SSA gets new access to payroll data

To help prevent fraud, the Social Security Administration hopes make deals to access to private-sector payroll data in real time by the end of this year.

Shutterstock image (by Laborant): clear magnifying glass, blurred binary code.

Amid all hubbub of the White House's string of groundbreaking executive orders in the last couple of weeks, the Social Security Administration plans to leverage new data access authority.

The SSA's inspector general publicized agency plans to develop rules and policy to tap into real-time electronic payroll information to help reduce improper payments and improve administration of its benefits programs.

Specifically, SSA is permitted to require applicants to the Social Security Disability Insurance or Supplemental Security Income to authorize direct access to payroll records in order to determine eligibility.

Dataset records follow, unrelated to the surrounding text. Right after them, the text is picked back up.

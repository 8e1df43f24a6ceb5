/// 日志工具模块
///
/// 提供日志初始化和输出的辅助函数
use crate::config::Config;
use crate::services::ExportStats;
use tracing::info;
use tracing_subscriber::EnvFilter;

/// 初始化全局日志（默认 info 级别，可通过 `RUST_LOG` 覆盖）
///
/// 重复调用是安全的，只有第一次生效。
pub fn init() {
    let filter = EnvFilter::try_from_default_env().unwrap_or_else(|_| EnvFilter::new("info"));
    let _ = tracing_subscriber::fmt()
        .with_env_filter(filter)
        .with_target(false)
        .try_init();
}

/// 记录程序启动信息
pub fn log_startup(config: &Config) {
    info!("{}", "=".repeat(60));
    info!("🚀 程序启动 - 画作裁剪数据集生成");
    info!("📁 画作目录: {}", config.paintings_dir.display());
    info!(
        "📊 每张画作: 检测器裁剪上限 {}，低显著性补充 {} 张 ({}x{})",
        config.crops_per_painting, config.filler_crops, config.filler_width, config.filler_height
    );
    info!("{}", "=".repeat(60));
}

/// 记录画作加载信息
pub fn log_paintings_loaded(total: usize) {
    info!("✓ 找到 {} 张待处理的画作\n", total);
}

/// 记录单张画作开始处理
pub fn log_painting_start(index: usize, total: usize, file_name: &str) {
    info!("\n{}", "─".repeat(60));
    info!("🖼️ 开始处理第 {}/{} 张画作: {}", index, total, file_name);
}

/// 打印最终统计信息
///
/// # 参数
/// - `stats`: 每个来源的记录数 (FRCNN, BING, 低显著性)
pub fn print_final_stats(
    processed: usize,
    skipped: usize,
    stats: (usize, usize, usize),
    config: &Config,
) {
    let (proposal, saliency, filler) = stats;
    info!("\n{}", "=".repeat(60));
    info!("📊 全部处理完成统计");
    info!(
        "完成时间: {}",
        chrono::Local::now().format("%Y-%m-%d %H:%M:%S")
    );
    info!("{}", "=".repeat(60));
    info!("✅ 已处理画作: {}", processed);
    info!("❌ 跳过画作: {}", skipped);
    info!(
        "🧩 裁剪总数: {} (FRCNN {}, BING {}, 低显著性 {})",
        proposal + saliency + filler,
        proposal,
        saliency,
        filler
    );
    info!("{}", "=".repeat(60));
    info!("\n裁剪图片目录: {}", config.crops_dir().display());
    info!("汇总 CSV: {}", config.combined_csv().display());
}

/// 打印带标签导出的统计
pub fn log_export_stats(stats: &ExportStats, config: &Config) {
    info!("\n{}", "=".repeat(60));
    info!("📊 带标签导出完成");
    info!("🖼️ 原图: {}", stats.paintings);
    info!("✅ 导出裁剪: {}", stats.crops_written);
    info!("❌ 跳过行: {}", stats.rows_skipped);
    info!("📁 输出目录: {}", config.labeled_crops_dir.display());
    info!("{}", "=".repeat(60));
}
//! 编排层（Orchestration Layer）
//!
//! ## 职责
//!
//! 本层负责批量处理和流程调度，是整个系统的"指挥中心"。
//!
//! ### `batch_processor` - 批量画作处理器
//! - 管理应用生命周期（初始化、运行、清理）
//! - 扫描画作目录（Vec<Painting>）
//! - 持有汇总 CSV 写入器、临时目录登记表和随机数发生器
//! - 输出全局统计信息
//!
//! ## 层次关系
//!
//! ```text
//! batch_processor (处理 Vec<Painting>)
//!     ↓
//! workflow::PaintingFlow (处理单张画作)
//!     ↓
//! services (能力层：配额 / 元数据 / 落盘 / 写 CSV)
//!     ↓
//! infrastructure (基础设施：检测器子进程、临时目录)
//! ```

pub mod batch_processor;

pub use batch_processor::{App, RunStats};
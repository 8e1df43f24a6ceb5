//! 集成测试共用的假检测器与测试目录

#![allow(dead_code)]

use combo_cropper::error::DetectorError;
use combo_cropper::{Config, RegionDetectors, SaliencyRun, TempCleanup};
use image::{Rgb, RgbImage};
use std::cell::RefCell;
use std::fs;
use std::path::{Path, PathBuf};

/// 假的候选框检测器行为
#[derive(Debug, Clone)]
pub enum ProposalBehavior {
    /// 打印 `reported`，写出 `rows` 行元数据；`missing` 中的序号不生成裁剪文件
    Rows {
        reported: i64,
        rows: usize,
        missing: Vec<usize>,
    },
    /// 打印 `reported`，原样写出给定的元数据内容
    RawMeta { reported: i64, meta: String },
    /// 进程失败
    Fails,
}

/// 假的显著性检测器行为
#[derive(Debug, Clone)]
pub enum SaliencyBehavior {
    /// 最多产出 `available` 个候选
    Yields { available: usize },
    /// 退出但不写元数据文件
    NoMetaFile,
}

/// 不启动子进程，直接在工作目录写出元数据与裁剪文件
pub struct FakeDetectors {
    pub proposal: ProposalBehavior,
    pub saliency: SaliencyBehavior,
    pub proposal_calls: RefCell<Vec<PathBuf>>,
    pub saliency_calls: RefCell<Vec<usize>>,
    /// 设置后，每次调用检测器时读取一次汇总 CSV
    observed_csv: Option<PathBuf>,
    pub csv_at_propose: RefCell<Vec<Vec<Vec<String>>>>,
    pub csv_at_saliency: RefCell<Vec<Vec<Vec<String>>>>,
}

impl FakeDetectors {
    pub fn new(proposal: ProposalBehavior, saliency: SaliencyBehavior) -> Self {
        Self {
            proposal,
            saliency,
            proposal_calls: RefCell::new(Vec::new()),
            saliency_calls: RefCell::new(Vec::new()),
            observed_csv: None,
            csv_at_propose: RefCell::new(Vec::new()),
            csv_at_saliency: RefCell::new(Vec::new()),
        }
    }

    pub fn observing_csv(mut self, path: PathBuf) -> Self {
        self.observed_csv = Some(path);
        self
    }

    fn snapshot(&self) -> Option<Vec<Vec<String>>> {
        self.observed_csv.as_deref().map(read_rows)
    }
}

/// 读取 CSV 的全部数据行（不含表头）
pub fn read_rows(path: &Path) -> Vec<Vec<String>> {
    let mut reader = csv::Reader::from_path(path).unwrap();
    reader
        .records()
        .map(|r| r.unwrap().iter().map(str::to_string).collect())
        .collect()
}

impl RegionDetectors for FakeDetectors {
    async fn propose(&self, image: &Path, work_dir: &Path) -> Result<i64, DetectorError> {
        self.proposal_calls.borrow_mut().push(image.to_path_buf());
        if let Some(rows) = self.snapshot() {
            self.csv_at_propose.borrow_mut().push(rows);
        }

        match &self.proposal {
            ProposalBehavior::Fails => Err(DetectorError::BadCount {
                program: "fake-frcnn".to_string(),
                output: "Traceback".to_string(),
            }),
            ProposalBehavior::RawMeta { reported, meta } => {
                fs::write(work_dir.join("frcnn_meta.csv"), meta).unwrap();
                Ok(*reported)
            }
            ProposalBehavior::Rows {
                reported,
                rows,
                missing,
            } => {
                let mut meta = String::from("relative_crop_path,x,y,width,height,score\n");
                for i in 0..*rows {
                    let relative = format!("crops/frcnn_{}.jpg", i);
                    if !missing.contains(&i) {
                        fs::write(work_dir.join(&relative), format!("frcnn-{}", i)).unwrap();
                    }
                    meta.push_str(&format!(
                        "{},{},{},{},{},{:.2}\n",
                        relative,
                        i,
                        i * 2,
                        50,
                        40,
                        0.99 - i as f64 * 0.01
                    ));
                }
                fs::write(work_dir.join("frcnn_meta.csv"), meta).unwrap();
                Ok(*reported)
            }
        }
    }

    async fn saliency(
        &self,
        _image: &Path,
        requested: usize,
        work_dir: &Path,
    ) -> Result<SaliencyRun, DetectorError> {
        self.saliency_calls.borrow_mut().push(requested);
        if let Some(rows) = self.snapshot() {
            self.csv_at_saliency.borrow_mut().push(rows);
        }

        match &self.saliency {
            SaliencyBehavior::NoMetaFile => Ok(SaliencyRun {
                succeeded: false,
                status: "exit status: 1".to_string(),
                output: "BING_CPP Error: model not found".to_string(),
            }),
            SaliencyBehavior::Yields { available } => {
                let mut meta = String::from("relative_crop_path,x,y,width,height\n");
                for i in 0..(*available).min(requested) {
                    let relative = format!("crops/bing_{}.jpg", i);
                    fs::write(work_dir.join(&relative), format!("bing-{}", i)).unwrap();
                    meta.push_str(&format!("{},{},{},{},{}\n", relative, 3 * i, 7, 60, 30));
                }
                fs::write(work_dir.join("bing_meta.csv"), meta).unwrap();
                Ok(SaliencyRun {
                    succeeded: true,
                    status: "exit status: 0".to_string(),
                    output: String::new(),
                })
            }
        }
    }
}

/// 测试用目录布局
pub struct Workspace {
    pub root: tempfile::TempDir,
}

impl Workspace {
    pub fn new() -> Self {
        let root = tempfile::tempdir().unwrap();
        fs::create_dir_all(root.path().join("paintings")).unwrap();
        Self { root }
    }

    pub fn paintings_dir(&self) -> PathBuf {
        self.root.path().join("paintings")
    }

    /// 生成一张纯色画作
    pub fn add_painting(&self, file_name: &str, width: u32, height: u32) -> PathBuf {
        let path = self.paintings_dir().join(file_name);
        RgbImage::from_pixel(width, height, Rgb([120, 80, 40]))
            .save(&path)
            .unwrap();
        path
    }

    pub fn config(&self) -> Config {
        Config {
            paintings_dir: self.paintings_dir(),
            output_dir: self.root.path().join("output"),
            temp_base_dir: self.root.path().join("temp_processing"),
            temp_cleanup: TempCleanup::Deferred,
            rng_seed: Some(20240601),
            ..Config::default()
        }
    }

    /// 读取汇总 CSV（不含表头）
    pub fn rows(&self) -> Vec<Vec<String>> {
        read_rows(&self.config().combined_csv())
    }

    pub fn rows_for(&self, file_name: &str) -> Vec<Vec<String>> {
        self.rows()
            .into_iter()
            .filter(|row| row[0] == file_name)
            .collect()
    }
}
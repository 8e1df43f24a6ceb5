//! # Combo Cropper
//!
//! 从一个画作目录生成固定规模的裁剪数据集：
//! 合并两个外部检测器（FRCNN 候选框、BING 显著性）的候选区域，
//! 再补充随机位置的低显著性裁剪，输出一份汇总 CSV。
//!
//! ## 架构设计
//!
//! ### ① 基础设施层（Infrastructure）
//! - `infrastructure/` - 持有外部资源，只暴露能力
//! - `ProcessDetectors` - 以子进程方式运行两个检测器
//! - `TempRegistry` - 每张画作的临时工作目录
//!
//! ### ② 业务能力层（Services）
//! - `services/` - 描述"我能做什么"，只处理单个裁剪或单张画作的一个决定
//! - `QuotaAllocator` - 三个来源的配额分配
//! - `CropMaterializer` - 裁剪落盘 + 追加记录
//! - `FillerPlanner` - 低显著性裁剪的随机位置
//! - `DatasetWriter` - 写汇总 CSV
//! - `LabeledExporter` - 按来源标签重新导出裁剪
//!
//! ### ③ 流程层（Workflow）
//! - `PaintingCtx` - 上下文封装（画作 + 序号 + 工作目录）
//! - `PaintingFlow` - 流程编排（FRCNN → BING → 低显著性）
//!
//! ### ④ 编排层（Orchestration）
//! - `orchestrator/batch_processor` - 批量画作处理器，管理资源，顺序执行

pub mod config;
pub mod error;
pub mod infrastructure;

pub mod models;
pub mod orchestrator;
pub mod services;
pub mod utils;
pub mod workflow;

// 重新导出常用类型
pub use config::{Config, TempCleanup};
pub use error::{AppError, AppResult};
pub use infrastructure::{ProcessDetectors, RegionDetectors, SaliencyRun};
pub use models::{CropDescriptor, CropOrigin, CropRect, DatasetRecord, Painting};
pub use orchestrator::{App, RunStats};
pub use workflow::{PaintingCtx, PaintingFlow};
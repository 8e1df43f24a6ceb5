pub mod crop;
pub mod loaders;
pub mod painting;

pub use crop::{CropDescriptor, CropOrigin, CropRect, DatasetRecord, PixelSource, DATASET_HEADER};
pub use loaders::{load_paintings, MetaRecordReader, MetaReport};
pub use painting::Painting;
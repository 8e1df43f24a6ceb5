//! 裁剪落盘服务 - 业务能力层
//!
//! 把一个裁剪描述变成最终的图片文件 + 汇总 CSV 中的一行。
//! 成功时恰好写一个文件、追加一行；失败时除日志外没有副作用需要调用方处理。

use crate::error::CropError;
use crate::models::crop::{CropDescriptor, CropOrigin, DatasetRecord, PixelSource};
use crate::models::painting::Painting;
use crate::services::dataset_writer::DatasetWriter;
use image::codecs::jpeg::JpegEncoder;
use image::RgbImage;
use std::fs::File;
use std::io::{BufWriter, Write};
use std::path::{Path, PathBuf};
use tracing::{debug, warn};

pub struct CropMaterializer {
    crops_dir: PathBuf,
    jpeg_quality: u8,
}

impl CropMaterializer {
    pub fn new(crops_dir: impl Into<PathBuf>, jpeg_quality: u8) -> Self {
        Self {
            crops_dir: crops_dir.into(),
            jpeg_quality,
        }
    }

    /// 最终裁剪文件名：`<base>_combo_crop<idx>.jpg` 或 `<base>_lowsaliency_crop<idx>.jpg`
    pub fn crop_file_name(base_name: &str, origin: CropOrigin, index: usize) -> String {
        format!("{}_{}_crop{}.jpg", base_name, origin.file_tag(), index)
    }

    /// 生成一张裁剪并追加记录
    ///
    /// 检测器产出的裁剪（`PreCropped`）直接复制；`Original` 则从原图解码、
    /// 截取矩形、以配置的质量重新编码为 JPEG。
    pub async fn materialize(
        &self,
        painting: &Painting,
        index: usize,
        descriptor: &CropDescriptor,
        origin: CropOrigin,
        work_dir: &Path,
        writer: &mut DatasetWriter,
    ) -> Result<DatasetRecord, CropError> {
        let dest = self
            .crops_dir
            .join(Self::crop_file_name(&painting.base_name, origin, index));

        match &descriptor.source {
            PixelSource::PreCropped(relative) => {
                copy_file(&work_dir.join(relative), &dest).await?;
            }
            PixelSource::Original(path) => {
                write_region_jpeg(path, descriptor, &dest, self.jpeg_quality)?;
            }
        }
        debug!("裁剪已写入: {}", dest.display());

        let record = DatasetRecord {
            original_filename: painting.file_name.clone(),
            crop_index: index,
            rect: descriptor.rect,
            is_wrong: painting.is_wrong,
            origin,
        };
        if let Err(e) = writer.append(&record) {
            // 没有对应记录的裁剪文件不能留在 crops/ 里
            discard(&dest).await;
            return Err(CropError::RecordWriteFailed(e));
        }

        Ok(record)
    }
}

async fn copy_file(source: &Path, dest: &Path) -> Result<(), CropError> {
    let mut source_file =
        tokio::fs::File::open(source)
            .await
            .map_err(|e| CropError::SourceUnreadable {
                path: source.to_path_buf(),
                source: e,
            })?;

    let dest_failed = |e| CropError::DestinationFailed {
        path: dest.to_path_buf(),
        source: e,
    };
    let mut dest_file = tokio::fs::File::create(dest).await.map_err(dest_failed)?;
    if let Err(e) = tokio::io::copy(&mut source_file, &mut dest_file).await {
        drop(dest_file);
        discard(dest).await;
        return Err(dest_failed(e));
    }
    Ok(())
}

/// 删除写了一半的目标文件
async fn discard(dest: &Path) {
    if let Err(e) = tokio::fs::remove_file(dest).await {
        if e.kind() != std::io::ErrorKind::NotFound {
            warn!("⚠️ 无法删除残留裁剪 {}: {}", dest.display(), e);
        }
    }
}

fn write_region_jpeg(
    source: &Path,
    descriptor: &CropDescriptor,
    dest: &Path,
    quality: u8,
) -> Result<(), CropError> {
    let image = image::open(source).map_err(|e| CropError::DecodeFailed {
        path: source.to_path_buf(),
        source: e,
    })?;

    let rect = descriptor.rect;
    if !rect.fits_within(image.width(), image.height()) {
        return Err(CropError::OutOfBounds {
            x: rect.x,
            y: rect.y,
            width: rect.width,
            height: rect.height,
            image_width: image.width(),
            image_height: image.height(),
        });
    }

    // fits_within 已保证各值非负且不超过 u32 范围
    let region = image
        .crop_imm(rect.x as u32, rect.y as u32, rect.width as u32, rect.height as u32)
        .to_rgb8();

    save_jpeg(&region, dest, quality)
}

/// 以指定质量把 RGB 图片编码为 JPEG 写入 `dest`
pub fn save_jpeg(region: &RgbImage, dest: &Path, quality: u8) -> Result<(), CropError> {
    let file = File::create(dest).map_err(|e| CropError::DestinationFailed {
        path: dest.to_path_buf(),
        source: e,
    })?;
    let mut out = BufWriter::new(file);
    let encoded = JpegEncoder::new_with_quality(&mut out, quality)
        .encode_image(region)
        .map_err(|e| CropError::EncodeFailed {
            path: dest.to_path_buf(),
            source: e,
        });
    let result = encoded.and_then(|()| {
        out.flush().map_err(|e| CropError::DestinationFailed {
            path: dest.to_path_buf(),
            source: e,
        })
    });

    if result.is_err() {
        drop(out);
        if let Err(e) = std::fs::remove_file(dest) {
            warn!("⚠️ 无法删除残留裁剪 {}: {}", dest.display(), e);
        }
    }
    result
}
//! 带标签导出服务 - 业务能力层
//!
//! 读取汇总 CSV，按原图分组，从原图重新裁剪每个矩形，
//! 以 `<作者>_<编号>_crop<序号>_<来源>[_WRONG].jpg` 命名输出。

use crate::models::crop::CropOrigin;
use crate::services::crop_materializer::save_jpeg;
use anyhow::{bail, Context, Result};
use regex::Regex;
use serde::Deserialize;
use std::collections::BTreeMap;
use std::path::{Path, PathBuf};
use tracing::{info, warn};

/// 汇总 CSV 中导出需要的列
#[derive(Debug, Clone, Deserialize)]
struct CombinedRow {
    original_filename: String,
    crop_idx: usize,
    top_left_x: i64,
    top_left_y: i64,
    bottom_right_x: i64,
    bottom_right_y: i64,
    #[serde(rename = "WRONG_file")]
    wrong_file: String,
    #[serde(rename = "FRCNN_source")]
    frcnn_source: String,
    #[serde(rename = "BING_source")]
    bing_source: String,
}

fn is_true(value: &str) -> bool {
    value.trim().eq_ignore_ascii_case("TRUE")
}

/// 从原图文件名解析出的命名片段
#[derive(Debug, Clone, PartialEq, Eq)]
pub struct NameParts {
    pub first: String,
    pub last: String,
    pub num: String,
}

/// 解析 `<first>_<last>_<num>.jpg` 形式的文件名
///
/// 少于两段时返回 `UNKNOWN/UNKNOWN/0`；最后一段不是数字时编号取 `0`。
pub fn parse_painting_name(file_name: &str, digits: &Regex) -> NameParts {
    let name = file_name.replace(".jpg", "");
    let parts: Vec<&str> = name.split('_').collect();

    if parts.len() < 2 {
        warn!("文件名格式异常，无法解析: '{}'", file_name);
        return NameParts {
            first: "UNKNOWN".to_string(),
            last: "UNKNOWN".to_string(),
            num: "0".to_string(),
        };
    }

    let tail = parts[parts.len() - 1];
    if !digits.is_match(tail) {
        warn!("文件名最后一段不是数字: '{}'，编号按 0 处理", name);
        return NameParts {
            first: parts[..parts.len() - 1].join("_"),
            last: tail.to_string(),
            num: "0".to_string(),
        };
    }

    if parts.len() == 2 {
        NameParts {
            first: parts[0].to_string(),
            last: String::new(),
            num: tail.to_string(),
        }
    } else {
        NameParts {
            first: parts[..parts.len() - 2].join("_"),
            last: parts[parts.len() - 2].to_string(),
            num: tail.to_string(),
        }
    }
}

/// 导出文件名
pub fn labeled_file_name(parts: &NameParts, crop_idx: usize, origin: CropOrigin, is_wrong: bool) -> String {
    let base = if parts.last.is_empty() {
        format!("{}_{}_crop{}_{}", parts.first, parts.num, crop_idx + 1, origin.label())
    } else {
        format!(
            "{}_{}_{}_crop{}_{}",
            parts.first,
            parts.last,
            parts.num,
            crop_idx + 1,
            origin.label()
        )
    };
    if is_wrong {
        format!("{}_WRONG.jpg", base)
    } else {
        format!("{}.jpg", base)
    }
}

/// 导出统计
#[derive(Debug, Default, Clone, Copy, PartialEq, Eq)]
pub struct ExportStats {
    pub paintings: usize,
    pub crops_written: usize,
    pub rows_skipped: usize,
}

pub struct LabeledExporter {
    paintings_dir: PathBuf,
    output_dir: PathBuf,
    jpeg_quality: u8,
    digits: Regex,
}

impl LabeledExporter {
    pub fn new(
        paintings_dir: impl Into<PathBuf>,
        output_dir: impl Into<PathBuf>,
        jpeg_quality: u8,
    ) -> Result<Self> {
        Ok(Self {
            paintings_dir: paintings_dir.into(),
            output_dir: output_dir.into(),
            jpeg_quality,
            digits: Regex::new(r"^\d+$")?,
        })
    }

    /// 执行导出
    ///
    /// 原图缺失时中止；原图无法解码时跳过该图；坐标非法的行跳过。
    pub fn export(&self, combined_csv: &Path) -> Result<ExportStats> {
        std::fs::create_dir_all(&self.output_dir)
            .with_context(|| format!("无法创建导出目录: {}", self.output_dir.display()))?;
        info!("📁 导出目录: {}", self.output_dir.display());

        let mut stats = ExportStats::default();
        let groups = self.load_groups(combined_csv, &mut stats)?;

        for (file_name, rows) in &groups {
            let source = self.paintings_dir.join(file_name);
            info!("🖼️ 正在处理原图: {}", source.display());

            if !source.exists() {
                bail!("原图不存在: {}，停止导出", source.display());
            }
            let image = match image::open(&source) {
                Ok(image) => image,
                Err(e) => {
                    warn!("⚠️ 无法加载原图 {}: {}，跳过", source.display(), e);
                    continue;
                }
            };
            stats.paintings += 1;

            let parts = parse_painting_name(file_name, &self.digits);
            let (width, height) = (i64::from(image.width()), i64::from(image.height()));

            for row in rows {
                let (x1, y1, x2, y2) = (
                    row.top_left_x,
                    row.top_left_y,
                    row.bottom_right_x,
                    row.bottom_right_y,
                );
                if !(0 <= y1 && y1 < y2 && y2 <= height && 0 <= x1 && x1 < x2 && x2 <= width) {
                    warn!(
                        "⚠️ 坐标非法 {} 裁剪 {}: ({},{})-({},{})，图片尺寸 {}x{}，跳过",
                        file_name, row.crop_idx, x1, y1, x2, y2, width, height
                    );
                    stats.rows_skipped += 1;
                    continue;
                }

                let origin = CropOrigin::from_flags(is_true(&row.frcnn_source), is_true(&row.bing_source));
                let output_name = labeled_file_name(&parts, row.crop_idx, origin, is_true(&row.wrong_file));
                let output_path = self.output_dir.join(&output_name);

                let region = image
                    .crop_imm(x1 as u32, y1 as u32, (x2 - x1) as u32, (y2 - y1) as u32)
                    .to_rgb8();
                match save_jpeg(&region, &output_path, self.jpeg_quality) {
                    Ok(()) => {
                        stats.crops_written += 1;
                        if stats.crops_written % 100 == 0 {
                            info!("✓ 已保存 {} (累计 {} 张)", output_name, stats.crops_written);
                        }
                    }
                    Err(e) => {
                        warn!("⚠️ 保存裁剪失败 {}: {}", output_path.display(), e);
                        stats.rows_skipped += 1;
                    }
                }
            }
        }

        Ok(stats)
    }

    /// 读取汇总 CSV 并按原图文件名分组（按文件名排序）
    fn load_groups(
        &self,
        combined_csv: &Path,
        stats: &mut ExportStats,
    ) -> Result<BTreeMap<String, Vec<CombinedRow>>> {
        let mut reader = csv::ReaderBuilder::new()
            .has_headers(true)
            .from_path(combined_csv)
            .with_context(|| format!("无法读取汇总 CSV: {}", combined_csv.display()))?;

        let mut groups: BTreeMap<String, Vec<CombinedRow>> = BTreeMap::new();
        for result in reader.deserialize::<CombinedRow>() {
            match result {
                Ok(row) => groups.entry(row.original_filename.clone()).or_default().push(row),
                Err(e) => {
                    warn!("⚠️ 汇总 CSV 行无法解析: {}", e);
                    stats.rows_skipped += 1;
                }
            }
        }
        Ok(groups)
    }
}

#[cfg(test)]
mod tests {
    use super::*;
    use crate::models::crop::{CropRect, DatasetRecord};
    use crate::services::dataset_writer::DatasetWriter;
    use image::{Rgb, RgbImage};

    fn digits() -> Regex {
        Regex::new(r"^\d+$").unwrap()
    }

    #[test]
    fn test_parse_three_part_name() {
        let parts = parse_painting_name("claude_monet_12.jpg", &digits());
        assert_eq!(
            parts,
            NameParts {
                first: "claude".to_string(),
                last: "monet".to_string(),
                num: "12".to_string()
            }
        );

        let parts = parse_painting_name("pierre_auguste_renoir_3.jpg", &digits());
        assert_eq!(parts.first, "pierre_auguste");
        assert_eq!(parts.last, "renoir");
    }

    #[test]
    fn test_parse_two_part_name() {
        let parts = parse_painting_name("monet_7.jpg", &digits());
        assert_eq!((parts.first.as_str(), parts.last.as_str(), parts.num.as_str()), ("monet", "", "7"));
    }

    #[test]
    fn test_parse_non_numeric_tail() {
        let parts = parse_painting_name("van_gogh_3_WRONG.jpg", &digits());
        assert_eq!(parts.first, "van_gogh_3");
        assert_eq!(parts.last, "WRONG");
        assert_eq!(parts.num, "0");
    }

    #[test]
    fn test_parse_single_part_name() {
        let parts = parse_painting_name("untitled.jpg", &digits());
        assert_eq!(parts.first, "UNKNOWN");
        assert_eq!(parts.num, "0");
    }

    #[test]
    fn test_labeled_file_names() {
        let parts = parse_painting_name("claude_monet_12.jpg", &digits());
        assert_eq!(
            labeled_file_name(&parts, 0, CropOrigin::Proposal, false),
            "claude_monet_12_crop1_FRCNN.jpg"
        );
        let parts = parse_painting_name("monet_7.jpg", &digits());
        assert_eq!(
            labeled_file_name(&parts, 4, CropOrigin::Filler, true),
            "monet_7_crop5_RANDOM_WRONG.jpg"
        );
    }

    #[test]
    fn test_export_from_combined_csv() {
        let dir = tempfile::tempdir().unwrap();
        let paintings = dir.path().join("paintings");
        std::fs::create_dir_all(&paintings).unwrap();
        RgbImage::from_pixel(100, 80, Rgb([10, 20, 30]))
            .save(paintings.join("claude_monet_1.jpg"))
            .unwrap();

        let csv_path = dir.path().join("combined.csv");
        let mut writer = DatasetWriter::create(&csv_path).unwrap();
        let rects = [
            (CropRect::new(0, 0, 50, 40), CropOrigin::Proposal),
            (CropRect::new(10, 10, 20, 20), CropOrigin::Saliency),
            (CropRect::new(90, 0, 20, 20), CropOrigin::Filler),
        ];
        for (index, (rect, origin)) in rects.into_iter().enumerate() {
            writer
                .append(&DatasetRecord {
                    original_filename: "claude_monet_1.jpg".to_string(),
                    crop_index: index,
                    rect,
                    is_wrong: false,
                    origin,
                })
                .unwrap();
        }
        writer.flush().unwrap();

        let out = dir.path().join("labeled");
        let exporter = LabeledExporter::new(&paintings, &out, 95).unwrap();
        let stats = exporter.export(&csv_path).unwrap();

        assert_eq!(stats.paintings, 1);
        assert_eq!(stats.crops_written, 2);
        assert_eq!(stats.rows_skipped, 1);
        assert_eq!(
            image::image_dimensions(out.join("claude_monet_1_crop1_FRCNN.jpg")).unwrap(),
            (50, 40)
        );
        assert!(out.join("claude_monet_1_crop2_BING.jpg").exists());
    }

    #[test]
    fn test_export_stops_when_painting_missing() {
        let dir = tempfile::tempdir().unwrap();
        let csv_path = dir.path().join("combined.csv");
        let mut writer = DatasetWriter::create(&csv_path).unwrap();
        writer
            .append(&DatasetRecord {
                original_filename: "gone_1.jpg".to_string(),
                crop_index: 0,
                rect: CropRect::new(0, 0, 5, 5),
                is_wrong: false,
                origin: CropOrigin::Filler,
            })
            .unwrap();
        writer.flush().unwrap();

        let exporter = LabeledExporter::new(dir.path(), dir.path().join("labeled"), 95).unwrap();
        assert!(exporter.export(&csv_path).is_err());
    }
}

One remaining hurdle requires SSA to enter into data agreements with private payroll data providers to get current wage information.

Previously, field office employees had to rely on getting and analyzing "mounds of paperwork with aging data, or rely on the beneficiary to report the data" in a timely manner, according to a Jan. 26 OIG blog post.

With the new payroll data-matching capability, field offices' workloads will be reduced, which can prevent improper payments, it said.

The agency plans to publish a notice of the move in the Federal Register, update its automated systems and develop training guidelines and procedures for agency employees.

It aims to complete that work and implement the electronic wage gathering provision by the end of the year.